**Work required**
Every line containing the word "DeviceEvent" must be pulled from the records.

**Information provided**

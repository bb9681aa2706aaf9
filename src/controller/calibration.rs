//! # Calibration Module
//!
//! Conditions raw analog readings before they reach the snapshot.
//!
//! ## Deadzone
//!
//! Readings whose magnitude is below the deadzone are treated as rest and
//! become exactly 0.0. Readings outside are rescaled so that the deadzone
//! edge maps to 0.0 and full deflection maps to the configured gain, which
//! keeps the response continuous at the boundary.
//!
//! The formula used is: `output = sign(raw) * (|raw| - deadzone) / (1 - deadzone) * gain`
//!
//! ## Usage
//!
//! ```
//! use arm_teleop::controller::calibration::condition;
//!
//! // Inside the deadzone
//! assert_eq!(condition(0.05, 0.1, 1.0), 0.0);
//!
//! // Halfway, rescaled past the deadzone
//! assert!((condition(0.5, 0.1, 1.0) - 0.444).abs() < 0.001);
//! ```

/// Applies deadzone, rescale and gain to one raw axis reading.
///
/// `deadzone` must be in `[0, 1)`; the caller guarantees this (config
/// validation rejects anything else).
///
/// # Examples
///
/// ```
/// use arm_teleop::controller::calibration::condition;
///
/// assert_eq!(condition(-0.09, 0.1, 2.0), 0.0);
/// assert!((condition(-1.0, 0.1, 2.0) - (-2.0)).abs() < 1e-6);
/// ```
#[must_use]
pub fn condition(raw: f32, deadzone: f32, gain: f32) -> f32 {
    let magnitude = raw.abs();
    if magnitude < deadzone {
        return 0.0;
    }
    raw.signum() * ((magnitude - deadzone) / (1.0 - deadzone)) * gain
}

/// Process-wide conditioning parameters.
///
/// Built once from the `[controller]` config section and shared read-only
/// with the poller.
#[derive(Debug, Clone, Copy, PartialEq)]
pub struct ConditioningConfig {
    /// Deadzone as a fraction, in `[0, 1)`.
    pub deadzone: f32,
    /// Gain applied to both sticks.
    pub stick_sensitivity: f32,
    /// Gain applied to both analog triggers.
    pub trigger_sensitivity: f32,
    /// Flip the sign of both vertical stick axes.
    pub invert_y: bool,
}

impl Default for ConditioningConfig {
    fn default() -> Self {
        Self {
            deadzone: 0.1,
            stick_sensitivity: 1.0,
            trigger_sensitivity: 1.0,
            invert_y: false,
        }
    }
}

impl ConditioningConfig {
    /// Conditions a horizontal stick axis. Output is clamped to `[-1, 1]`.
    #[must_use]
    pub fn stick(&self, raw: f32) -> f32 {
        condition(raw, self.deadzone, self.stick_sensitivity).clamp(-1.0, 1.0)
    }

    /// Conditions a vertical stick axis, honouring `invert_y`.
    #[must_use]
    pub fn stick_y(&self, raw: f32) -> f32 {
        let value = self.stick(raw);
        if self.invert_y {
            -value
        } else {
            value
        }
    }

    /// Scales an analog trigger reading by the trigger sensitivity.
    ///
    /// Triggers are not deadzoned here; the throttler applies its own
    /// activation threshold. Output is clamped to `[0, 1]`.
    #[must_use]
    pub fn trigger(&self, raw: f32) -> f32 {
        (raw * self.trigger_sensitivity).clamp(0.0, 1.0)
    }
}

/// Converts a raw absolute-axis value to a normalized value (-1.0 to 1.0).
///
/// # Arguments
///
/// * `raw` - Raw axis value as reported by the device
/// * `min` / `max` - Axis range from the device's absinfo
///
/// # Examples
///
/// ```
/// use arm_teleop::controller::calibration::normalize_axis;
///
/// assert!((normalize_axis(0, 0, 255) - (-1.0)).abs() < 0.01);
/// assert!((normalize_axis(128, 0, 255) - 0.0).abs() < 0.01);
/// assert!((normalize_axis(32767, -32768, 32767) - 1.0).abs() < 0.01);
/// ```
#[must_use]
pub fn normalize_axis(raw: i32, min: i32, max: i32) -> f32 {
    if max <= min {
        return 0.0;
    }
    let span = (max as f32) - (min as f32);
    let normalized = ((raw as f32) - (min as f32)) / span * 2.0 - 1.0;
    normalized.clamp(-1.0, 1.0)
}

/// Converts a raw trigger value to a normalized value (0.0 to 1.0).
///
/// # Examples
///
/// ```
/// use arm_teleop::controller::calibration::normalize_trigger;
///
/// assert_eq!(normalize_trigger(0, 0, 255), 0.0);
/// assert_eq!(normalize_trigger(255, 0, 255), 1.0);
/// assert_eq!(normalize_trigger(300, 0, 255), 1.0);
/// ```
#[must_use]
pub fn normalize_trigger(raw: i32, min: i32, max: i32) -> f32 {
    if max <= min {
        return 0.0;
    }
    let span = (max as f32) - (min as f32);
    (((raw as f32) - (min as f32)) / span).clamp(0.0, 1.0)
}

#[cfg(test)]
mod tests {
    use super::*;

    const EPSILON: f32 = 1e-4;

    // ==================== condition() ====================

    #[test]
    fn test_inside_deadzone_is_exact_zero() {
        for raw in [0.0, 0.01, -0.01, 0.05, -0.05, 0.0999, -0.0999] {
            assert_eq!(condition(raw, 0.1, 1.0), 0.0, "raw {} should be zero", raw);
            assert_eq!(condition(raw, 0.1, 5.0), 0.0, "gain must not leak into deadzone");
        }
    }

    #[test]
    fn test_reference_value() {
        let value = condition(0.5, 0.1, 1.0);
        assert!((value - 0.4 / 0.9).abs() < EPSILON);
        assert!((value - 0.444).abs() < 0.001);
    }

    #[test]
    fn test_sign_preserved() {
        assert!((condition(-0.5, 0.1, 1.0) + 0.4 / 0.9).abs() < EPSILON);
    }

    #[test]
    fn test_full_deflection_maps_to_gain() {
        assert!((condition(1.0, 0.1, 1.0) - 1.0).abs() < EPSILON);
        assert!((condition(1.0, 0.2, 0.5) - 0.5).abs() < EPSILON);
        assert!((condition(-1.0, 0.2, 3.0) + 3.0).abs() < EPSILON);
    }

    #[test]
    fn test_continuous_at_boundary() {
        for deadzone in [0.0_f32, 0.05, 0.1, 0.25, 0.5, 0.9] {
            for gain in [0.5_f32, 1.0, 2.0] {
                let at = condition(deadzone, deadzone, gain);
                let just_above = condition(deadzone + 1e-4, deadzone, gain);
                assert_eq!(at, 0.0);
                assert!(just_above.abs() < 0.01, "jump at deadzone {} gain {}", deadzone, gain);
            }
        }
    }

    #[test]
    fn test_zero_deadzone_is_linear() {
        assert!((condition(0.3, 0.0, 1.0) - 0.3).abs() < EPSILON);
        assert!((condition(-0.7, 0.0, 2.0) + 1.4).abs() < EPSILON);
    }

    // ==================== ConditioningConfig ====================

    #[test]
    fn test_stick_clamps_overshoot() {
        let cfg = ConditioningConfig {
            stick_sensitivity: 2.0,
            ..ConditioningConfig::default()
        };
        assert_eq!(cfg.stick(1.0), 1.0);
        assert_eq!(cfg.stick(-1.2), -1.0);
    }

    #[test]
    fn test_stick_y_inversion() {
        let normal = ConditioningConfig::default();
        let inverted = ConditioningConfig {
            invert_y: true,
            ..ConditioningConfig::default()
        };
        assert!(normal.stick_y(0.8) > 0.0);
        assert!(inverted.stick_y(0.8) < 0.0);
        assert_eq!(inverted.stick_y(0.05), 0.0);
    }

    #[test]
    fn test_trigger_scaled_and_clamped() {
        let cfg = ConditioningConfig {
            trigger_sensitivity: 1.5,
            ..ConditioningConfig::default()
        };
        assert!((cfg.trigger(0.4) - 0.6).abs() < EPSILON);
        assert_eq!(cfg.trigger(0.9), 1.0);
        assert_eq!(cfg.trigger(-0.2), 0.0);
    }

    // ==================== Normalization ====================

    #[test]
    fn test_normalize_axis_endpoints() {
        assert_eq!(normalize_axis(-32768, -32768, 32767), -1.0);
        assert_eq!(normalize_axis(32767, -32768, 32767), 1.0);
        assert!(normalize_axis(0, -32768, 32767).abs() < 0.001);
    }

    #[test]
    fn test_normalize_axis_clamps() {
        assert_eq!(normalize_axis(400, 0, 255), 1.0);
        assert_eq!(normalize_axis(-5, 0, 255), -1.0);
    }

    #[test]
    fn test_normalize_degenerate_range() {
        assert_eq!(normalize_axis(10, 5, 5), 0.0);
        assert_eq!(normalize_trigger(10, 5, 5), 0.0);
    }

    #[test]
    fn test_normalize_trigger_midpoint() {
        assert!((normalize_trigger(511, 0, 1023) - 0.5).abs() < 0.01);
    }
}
==
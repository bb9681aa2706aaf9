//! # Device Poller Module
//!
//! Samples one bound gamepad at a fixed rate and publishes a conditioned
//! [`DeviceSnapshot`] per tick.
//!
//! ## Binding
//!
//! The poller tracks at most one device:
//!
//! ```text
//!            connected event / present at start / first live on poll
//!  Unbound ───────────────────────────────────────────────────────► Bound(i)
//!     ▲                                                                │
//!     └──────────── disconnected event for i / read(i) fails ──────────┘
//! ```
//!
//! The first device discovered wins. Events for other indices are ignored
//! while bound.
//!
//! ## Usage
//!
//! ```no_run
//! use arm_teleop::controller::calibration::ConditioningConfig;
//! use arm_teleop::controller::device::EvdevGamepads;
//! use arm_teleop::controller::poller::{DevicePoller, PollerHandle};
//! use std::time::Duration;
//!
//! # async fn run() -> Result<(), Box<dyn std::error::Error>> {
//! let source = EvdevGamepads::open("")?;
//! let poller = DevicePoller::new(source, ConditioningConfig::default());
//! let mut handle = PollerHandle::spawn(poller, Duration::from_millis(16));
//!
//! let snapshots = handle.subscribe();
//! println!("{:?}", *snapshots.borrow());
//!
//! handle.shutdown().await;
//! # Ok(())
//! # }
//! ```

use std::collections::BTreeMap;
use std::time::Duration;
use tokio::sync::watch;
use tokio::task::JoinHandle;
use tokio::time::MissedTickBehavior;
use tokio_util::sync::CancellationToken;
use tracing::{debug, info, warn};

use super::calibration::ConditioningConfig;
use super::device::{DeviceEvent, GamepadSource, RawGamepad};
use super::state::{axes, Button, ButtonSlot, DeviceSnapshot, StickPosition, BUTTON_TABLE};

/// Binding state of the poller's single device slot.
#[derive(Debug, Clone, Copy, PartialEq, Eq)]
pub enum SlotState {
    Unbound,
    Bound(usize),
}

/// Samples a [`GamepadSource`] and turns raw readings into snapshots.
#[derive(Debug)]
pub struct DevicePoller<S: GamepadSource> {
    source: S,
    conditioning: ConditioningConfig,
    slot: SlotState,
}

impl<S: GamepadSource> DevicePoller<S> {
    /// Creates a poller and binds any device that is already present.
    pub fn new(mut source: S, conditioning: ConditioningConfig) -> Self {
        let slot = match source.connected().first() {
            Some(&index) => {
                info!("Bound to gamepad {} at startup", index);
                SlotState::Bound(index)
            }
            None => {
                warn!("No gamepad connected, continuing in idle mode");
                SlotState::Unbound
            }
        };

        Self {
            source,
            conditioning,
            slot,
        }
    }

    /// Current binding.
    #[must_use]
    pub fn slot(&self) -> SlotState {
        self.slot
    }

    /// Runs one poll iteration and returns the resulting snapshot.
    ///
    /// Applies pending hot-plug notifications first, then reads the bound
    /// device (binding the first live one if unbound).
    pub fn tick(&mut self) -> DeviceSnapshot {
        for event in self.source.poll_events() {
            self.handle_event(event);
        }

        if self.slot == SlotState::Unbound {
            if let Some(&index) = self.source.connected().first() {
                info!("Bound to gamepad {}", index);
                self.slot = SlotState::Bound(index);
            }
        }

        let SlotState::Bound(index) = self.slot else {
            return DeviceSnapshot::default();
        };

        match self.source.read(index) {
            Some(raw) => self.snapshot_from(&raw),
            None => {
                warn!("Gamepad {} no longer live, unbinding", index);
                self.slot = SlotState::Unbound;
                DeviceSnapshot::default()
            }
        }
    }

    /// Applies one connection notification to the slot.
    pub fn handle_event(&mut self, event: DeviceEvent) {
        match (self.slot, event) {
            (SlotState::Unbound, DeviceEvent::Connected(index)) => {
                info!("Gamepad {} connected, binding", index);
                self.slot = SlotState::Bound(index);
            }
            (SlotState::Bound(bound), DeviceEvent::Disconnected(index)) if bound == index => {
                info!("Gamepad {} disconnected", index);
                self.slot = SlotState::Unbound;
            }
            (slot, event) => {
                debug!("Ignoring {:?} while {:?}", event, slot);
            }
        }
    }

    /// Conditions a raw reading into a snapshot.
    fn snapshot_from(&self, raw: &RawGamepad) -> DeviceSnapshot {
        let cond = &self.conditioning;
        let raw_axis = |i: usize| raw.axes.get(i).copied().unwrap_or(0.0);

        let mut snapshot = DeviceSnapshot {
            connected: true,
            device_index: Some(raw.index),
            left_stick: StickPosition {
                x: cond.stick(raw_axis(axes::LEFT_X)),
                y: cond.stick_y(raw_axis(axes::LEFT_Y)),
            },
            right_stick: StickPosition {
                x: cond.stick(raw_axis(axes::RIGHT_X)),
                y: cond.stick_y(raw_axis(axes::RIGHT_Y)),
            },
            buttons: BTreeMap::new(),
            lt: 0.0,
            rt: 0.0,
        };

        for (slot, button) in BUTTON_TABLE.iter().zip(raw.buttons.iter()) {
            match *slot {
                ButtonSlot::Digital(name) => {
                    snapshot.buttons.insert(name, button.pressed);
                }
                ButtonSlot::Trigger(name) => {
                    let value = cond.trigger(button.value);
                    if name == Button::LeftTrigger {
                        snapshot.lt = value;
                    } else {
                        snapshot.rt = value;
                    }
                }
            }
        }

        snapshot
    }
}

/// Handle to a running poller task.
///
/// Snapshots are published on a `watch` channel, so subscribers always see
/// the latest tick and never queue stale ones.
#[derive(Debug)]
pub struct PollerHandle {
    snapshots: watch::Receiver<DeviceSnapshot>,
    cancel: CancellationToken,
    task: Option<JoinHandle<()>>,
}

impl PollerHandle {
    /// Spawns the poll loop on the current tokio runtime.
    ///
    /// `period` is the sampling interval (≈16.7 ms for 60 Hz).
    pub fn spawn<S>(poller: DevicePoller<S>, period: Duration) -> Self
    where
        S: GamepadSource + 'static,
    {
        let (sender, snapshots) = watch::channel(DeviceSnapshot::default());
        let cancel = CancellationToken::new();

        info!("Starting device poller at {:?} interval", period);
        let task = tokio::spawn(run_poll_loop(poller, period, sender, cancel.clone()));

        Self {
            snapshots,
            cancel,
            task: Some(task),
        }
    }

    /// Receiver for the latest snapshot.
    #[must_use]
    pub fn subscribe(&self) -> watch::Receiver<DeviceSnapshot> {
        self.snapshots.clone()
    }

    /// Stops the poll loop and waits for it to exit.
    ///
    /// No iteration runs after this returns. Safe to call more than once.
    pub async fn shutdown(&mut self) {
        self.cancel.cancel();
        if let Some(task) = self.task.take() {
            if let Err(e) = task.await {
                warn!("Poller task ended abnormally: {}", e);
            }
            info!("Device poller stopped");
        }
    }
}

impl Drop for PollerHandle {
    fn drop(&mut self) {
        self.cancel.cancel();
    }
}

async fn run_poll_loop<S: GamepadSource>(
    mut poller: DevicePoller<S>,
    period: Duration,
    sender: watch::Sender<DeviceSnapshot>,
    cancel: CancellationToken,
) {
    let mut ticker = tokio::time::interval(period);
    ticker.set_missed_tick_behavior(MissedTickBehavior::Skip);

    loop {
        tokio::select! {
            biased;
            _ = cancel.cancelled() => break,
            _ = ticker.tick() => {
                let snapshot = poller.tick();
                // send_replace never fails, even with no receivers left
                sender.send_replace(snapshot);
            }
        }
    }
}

**Task output**
use super::device::{DeviceEvent, GamepadSource, RawGamepad};
    pub fn handle_event(&mut self, event: DeviceEvent) {
            (SlotState::Unbound, DeviceEvent::Connected(index)) => {
            (SlotState::Bound(bound), DeviceEvent::Disconnected(index)) if bound == index => {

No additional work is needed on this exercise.